Апофеоз сосуществования (сос! (sos!) нах!) (sic!) настал, когда муж старшей индейской дочери (с СОСеднего участка, между прочим) был изгнан мачехой с дачи, как индейцы с Манхэттена, и стал отираться, где и все гуроны. Судя по его телосложению, крепче пива он ничего в жизни не пробовал, а тут – тесть Юрик и какие-то служебные неприятности. Да, он по странному стечению обстоятельств оказался не истинным пролетарием, а мелким работником Ростехнадзора, которому начальники осложняли жизнь требованиями хоть что-то делать. Он выжрал с Юриком, впал в неистовство и нашёл предмет проявления своей ненависти к окружающему миру (в том числе жене, тёще, тестю, главе своего ведомства, далее по списку) в неведомом ему Григории Андреевиче, которого он полагал воплощением всемирного зла, присвоившим его, зятя, возможное и невозможное достояние. Как известно из богопротивных трудов марксистских уродов, оружие пролетариата – булыжник. Булыжник на садовом участке – вещь довольно редкая, во всяком случае в тех местах, вот на даче родителей Григория (бывших соседей) – навалом, но там было значительно меньше пролетариата. Те участки принадлежали Минцветмету и газете «Известия», а у первого поворота налево после подъёма от въезда со стороны Свистухи (деревня) жила секретарь Твардовского с трудной судьбой и характерной фамилией. Саму её Гришка не знал, а вот внучка у неё была противноватая, хотя и скоропостижно налившаяся, вроде ранних яблок, поспевающих ещё до Яблочного Спаса. Может быть, и участки ведомствам, конторам и предприятиям выделяли по этому признаку, есть под рукой пролетарское оружие или нет?
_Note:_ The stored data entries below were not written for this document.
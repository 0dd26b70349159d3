//! One-time intro overlay: whether to show it, when it ends, and what gets
//! remembered afterwards.

pub mod scene;

use serde::{Deserialize, Serialize};

use crate::storage::KeyValueStore;
use crate::visual::Theme;

pub use scene::{IntroScene, NameReveal};

pub const DEFAULT_STORAGE_KEY: &str = "intro:nordic:v5";

#[derive(Clone, Debug, PartialEq)]
pub struct IntroConfig {
    pub storage_key: String,
    pub ttl_hours: f64,
    pub duration_ms: u64,
    pub reduced_motion_duration_ms: u64,
    pub reduced_motion: bool,
    /// Show regardless of what storage says.
    pub force: bool,
    pub name: String,
    pub theme: Theme,
    pub allow_sound: bool,
}

impl Default for IntroConfig {
    fn default() -> Self {
        Self {
            storage_key: DEFAULT_STORAGE_KEY.to_string(),
            ttl_hours: 24.0,
            duration_ms: 5200,
            reduced_motion_duration_ms: 5000,
            reduced_motion: false,
            force: false,
            name: "Nordic Aurora".to_string(),
            theme: Theme::Dark,
            allow_sound: false,
        }
    }
}

impl IntroConfig {
    pub fn ttl_ms(&self) -> i64 {
        if self.ttl_hours.is_finite() {
            (self.ttl_hours.max(0.0) * 3600.0 * 1000.0) as i64
        } else {
            0
        }
    }

    /// Auto-finish delay, shortened under reduced motion.
    pub fn effective_duration_ms(&self) -> u64 {
        if self.reduced_motion {
            self.duration_ms.min(self.reduced_motion_duration_ms)
        } else {
            self.duration_ms
        }
    }
}

/// Persisted dismissal: `t` is when it was dismissed, `ttl` how long that
/// holds, both in milliseconds.
#[derive(Clone, Copy, Debug, PartialEq, Eq, Serialize, Deserialize)]
pub struct IntroRecord {
    pub t: i64,
    #[serde(default, skip_serializing_if = "Option::is_none")]
    pub ttl: Option<i64>,
}

impl IntroRecord {
    pub fn is_expired(&self, now_ms: i64, fallback_ttl: i64) -> bool {
        now_ms.saturating_sub(self.t) > self.ttl.unwrap_or(fallback_ttl)
    }
}

#[derive(Clone, Copy, Debug, PartialEq, Eq)]
pub enum IntroPhase {
    Hidden,
    Showing,
    Finished,
}

pub struct IntroSequencer {
    config: IntroConfig,
    phase: IntroPhase,
    shown_at_ms: i64,
    deadline_ms: Option<i64>,
}

impl IntroSequencer {
    /// Picks the initial phase from `force` and the persisted record. Any
    /// storage or parse failure shows the intro.
    #[tracing::instrument(skip(config, store), fields(key = %config.storage_key, force = config.force))]
    pub fn resolve(config: IntroConfig, store: &dyn KeyValueStore, now_ms: i64) -> Self {
        let show = config.force || Self::record_expired(&config, store, now_ms);
        let mut seq = Self {
            config,
            phase: IntroPhase::Hidden,
            shown_at_ms: now_ms,
            deadline_ms: None,
        };
        if show {
            seq.enter_showing(now_ms);
        }
        tracing::debug!(phase = ?seq.phase, "intro resolved");
        seq
    }

    fn record_expired(config: &IntroConfig, store: &dyn KeyValueStore, now_ms: i64) -> bool {
        let raw = match store.get(&config.storage_key) {
            Ok(Some(raw)) => raw,
            Ok(None) => return true,
            Err(err) => {
                tracing::warn!(%err, "intro state unreadable, showing intro");
                return true;
            }
        };
        match serde_json::from_str::<IntroRecord>(&raw) {
            Ok(record) => record.is_expired(now_ms, config.ttl_ms()),
            Err(err) => {
                tracing::warn!(%err, "intro state malformed, showing intro");
                true
            }
        }
    }

    fn enter_showing(&mut self, now_ms: i64) {
        self.phase = IntroPhase::Showing;
        self.shown_at_ms = now_ms;
        self.deadline_ms = Some(now_ms.saturating_add(self.config.effective_duration_ms() as i64));
    }

    pub fn config(&self) -> &IntroConfig {
        &self.config
    }

    pub fn phase(&self) -> IntroPhase {
        self.phase
    }

    pub fn is_showing(&self) -> bool {
        self.phase == IntroPhase::Showing
    }

    pub fn deadline_ms(&self) -> Option<i64> {
        self.deadline_ms
    }

    /// Milliseconds since the overlay appeared; zero unless showing.
    pub fn elapsed_ms(&self, now_ms: i64) -> i64 {
        if self.is_showing() {
            now_ms.saturating_sub(self.shown_at_ms).max(0)
        } else {
            0
        }
    }

    /// Completes the intro once the timer has run out.
    pub fn tick(&mut self, now_ms: i64, store: &dyn KeyValueStore) -> IntroPhase {
        if let (IntroPhase::Showing, Some(deadline)) = (self.phase, self.deadline_ms) {
            if now_ms >= deadline {
                self.finish(now_ms, store);
            }
        }
        self.phase
    }

    /// User dismissal. Persists like a timed finish.
    pub fn skip(&mut self, now_ms: i64, store: &dyn KeyValueStore) {
        tracing::info!("intro skipped");
        self.finish(now_ms, store);
    }

    /// Persists `{t: now, ttl}` and ends the overlay, whatever the phase.
    pub fn finish(&mut self, now_ms: i64, store: &dyn KeyValueStore) {
        let record = IntroRecord {
            t: now_ms,
            ttl: Some(self.config.ttl_ms()),
        };
        match serde_json::to_string(&record) {
            Ok(json) => {
                if let Err(err) = store.set(&self.config.storage_key, &json) {
                    tracing::warn!(%err, "could not persist intro dismissal");
                }
            }
            Err(err) => tracing::warn!(%err, "could not encode intro dismissal"),
        }
        self.phase = IntroPhase::Finished;
        self.deadline_ms = None;
    }

    /// Shows the overlay again without consulting storage.
    pub fn replay(&mut self, now_ms: i64) {
        self.enter_showing(now_ms);
    }
}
За неимением бульников пролетарский зять вооружился пустыми бутылками и обломанными кирпичами, некоторые из которых успел метнуть за забор, вероятно, представлявшийся ему краснопресненской баррикадой. Слава Богу, на садовой скамейке со стороны Григорьева участка никто не сидел в тот момент, а так там регулярно обретались либо жена ГА, либо дочь его, не говоря уже о любимом коте (Росси Шалатур ван де Бланкедуин, палевый британец, 10 кило). Один из кирпичей обломил край скамеечной доски. Мирное население убралось в дом, что вообще свойственно для поведения компрадорской буржуазии в кризисные моменты. Семёновский полк в лице Григория Андреевича, до этого где-то шлявшийся, прибыл вскоре и навёл порядок не менее решительно, чем в 1905-ом году. Зятя спасло от немедленной жестокой физической расправы присутствие большого количества свидетелей, а также индейских женщин и детей, конечно, запомнивших психологический террор в отношении родственника и выросшие в ненависти к белым колонизаторм, участок которых был очень красив, совершенно не пах бульоном из говяжьих костей, спёртых в детском саду, и не уснащён зарослями лебеды и чертополоха, в которых индейцы, возможно, узнавали привычную среду обитания.
На следующее утро похмельный борец за народное счастье под диктовку Григория Андреевича написал признательно-покаянную бумагу, которая в случае рецидива гарантировала бы крупные неприятности. Хотелось, естественно, ГА засветить придурку по роже со всей дури, но он благородно воздержался, - «сосед же»…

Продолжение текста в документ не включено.